Le temps de faire une copie, bien sûr, un ou deux jours s'écoulaient. Les films étaient donc « empruntés à long terme » aux distributeurs ou aux ayants-droits, sans leur accord et sans qu'ils sachent que nous en utilisions des extraits. Puis les films leur étaient rendus. Debord procédait à ce vol de façon manifeste et volontaire, sans doute car il estimait que personne n'avait à revendiquer la propriété d'une image. Et Lebovici était complice, il savait qu'il prenait un risque.

Comment travailliez-vous ?
Au moment du montage, le commentaire du film était déjà écrit, il était absolument premier pour Debord. Il l'avait enregistré sur bande magnétique 35 mm. Les phrases étaient coupées en petits rouleaux et rangées par boîtes numérotées. Idem pour les plans, les images fixes ou les extraits de film, qui servaient surtout à compléter le texte. Puis il s'agissait d'un travail de montage assez classique. Il me disait : « on prend à partir d'ici et on coupe là », ou encore « tu prends le plan 14 avec la phrase 12 ». Alors je prenais les bobines sur la table de montage et le travail s'effectuait « fil à fil ». On avait un rapport au travail sobre, précis, efficace. On travaillait très peu et très bien. Il me laissait très peu d'initiative. J'étais pour lui une technicienne, un outil de travail.

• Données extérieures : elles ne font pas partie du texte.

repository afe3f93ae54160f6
//! config/mod.rs
pub mod app_config;
//! app.rs
use std::sync::Arc;

use actix_web::web;

use crate::handlers::{
    campaign_handler, contact_handler, segment_handler, template_handler, user_handler,
};
use crate::providers::MailSender;
use crate::repositories::sqlite::SqliteStore;
use crate::services::{
    campaign_service::CampaignService, contact_service::ContactService,
    segment_service::SegmentService, template_service::TemplateService,
    user_service::UserService,
};

/// Servicios compartidos entre workers de actix
#[derive(Clone)]
pub struct AppServices {
    pub users: UserService,
    pub contacts: ContactService,
    pub segments: SegmentService,
    pub templates: TemplateService,
    pub campaigns: CampaignService,
}

impl AppServices {
    pub fn new(store: SqliteStore, mail_sender: Arc<dyn MailSender>, mail_from: &str) -> Self {
        let store = Arc::new(store);
        AppServices {
            users: UserService::new(store.clone()),
            contacts: ContactService::new(store.clone(), store.clone()),
            segments: SegmentService::new(store.clone(), store.clone(), store.clone(), store.clone()),
            templates: TemplateService::new(store.clone(), store.clone(), store.clone(), store.clone()),
            campaigns: CampaignService::new(
                mail_sender,
                mail_from,
                store.clone(),
                store.clone(),
                store.clone(),
                store.clone(),
                store,
            ),
        }
    }

    pub fn configure_data(&self, cfg: &mut web::ServiceConfig) {
        cfg.app_data(web::Data::new(self.users.clone()))
            .app_data(web::Data::new(self.contacts.clone()))
            .app_data(web::Data::new(self.segments.clone()))
            .app_data(web::Data::new(self.templates.clone()))
            .app_data(web::Data::new(self.campaigns.clone()));
    }
}

pub fn init_app(cfg: &mut web::ServiceConfig) {
    cfg.service(
        web::scope("/api")
            .service(
                web::scope("/users")
                    .route("", web::post().to(user_handler::create_user_endpoint))
                    .route("/{username}", web::get().to(user_handler::get_user_endpoint)),
            )
            .service(
                web::scope("/contacts")
                    .route("", web::get().to(contact_handler::list_contacts_endpoint))
                    .route("", web::post().to(contact_handler::create_contact_endpoint))
                    .route("/{id}", web::get().to(contact_handler::get_contact_endpoint))
                    .route(
                        "/{id}",
                        web::put().to(contact_handler::update_contact_endpoint),
                    )
                    .route(
                        "/{id}",
                        web::delete().to(contact_handler::delete_contact_endpoint),
                    ),
            )
            .service(
                web::scope("/segments")
                    .route("", web::get().to(segment_handler::list_segments_endpoint))
                    .route("", web::post().to(segment_handler::create_segment_endpoint))
                    .route("/{id}", web::get().to(segment_handler::get_segment_endpoint))
                    .route(
                        "/{id}",
                        web::put().to(segment_handler::update_segment_endpoint),
                    )
                    .route(
                        "/{id}",
                        web::delete().to(segment_handler::delete_segment_endpoint),
                    )
                    .route(
                        "/{id}/contacts",
                        web::post().to(segment_handler::add_contacts_endpoint),
                    ),
            )
            .service(
                web::scope("/templates")
                    .route("", web::get().to(template_handler::list_templates_endpoint))
                    .route(
                        "",
                        web::post().to(template_handler::create_template_endpoint),
                    )
                    .route(
                        "/{id}",
                        web::get().to(template_handler::get_template_endpoint),
                    )
                    .route(
                        "/{id}",
                        web::put().to(template_handler::update_template_endpoint),
                    )
                    .route(
                        "/{id}",
                        web::delete().to(template_handler::delete_template_endpoint),
                    )
                    .route(
                        "/{id}/content",
                        web::get().to(template_handler::latest_content_endpoint),
                    ),
            )
            .service(
                web::scope("/campaigns")
                    .route("", web::get().to(campaign_handler::list_campaigns_endpoint))
                    .route(
                        "/send",
                        web::post().to(campaign_handler::send_campaign_endpoint),
                    )
                    .route(
                        "/{id}",
                        web::get().to(campaign_handler::get_campaign_endpoint),
                    )
                    .route(
                        "/{id}/emails",
                        web::get().to(campaign_handler::campaign_emails_endpoint),
                    ),
            ),
    );
}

Vous dites que les images servaient pour lui à compléter le texte. Selon vous, quel rapport cherchait-il au juste entre les deux ?
Je ne peux pas répondre à sa place mais je trouve que dans In girum… le rapport images-texte est extrêmement violent. L'image montre souvent un monde sans espoir ou dénué de sens, elle fait selon moi réagir très violemment par rapport au texte. En même temps le texte est dit de façon monocorde, et l'image sert à lui donner des accents toniques. Je n'ai pas revu le film depuis sa création mais je me souviens de photos tirées de magazines et figurant un monde de consommation immonde, à vomir.
Par ailleurs, il y a chez Debord une grande nostalgie. Le format 1.33, ainsi, était déjà tombé en désuétude quand nous avons fait In girum… en 1978. Mais Debord aimait ce format. Tout comme il aimait d'ailleurs les bandes-annonces des années cinquante et soixante, autre matière première d'In girum… avec les photos des magazines de l'époque. Les images de Venise qu'il a tournées lui-même, celles du Paris de sa jeunesse dans les années 1950, seraient donc aussi celles d'un monde perdu. Debord, en effet, avait l'intuition intime d'un monde qui va vers un certain type de modernité et qui n'est pas sur le bon chemin. Face à cela, il y avait chez lui une grande tristesse. Une tristesse et une révolte, qui donnent à ses films leur poésie, leur beauté, et qui font envie de ce monde perdu.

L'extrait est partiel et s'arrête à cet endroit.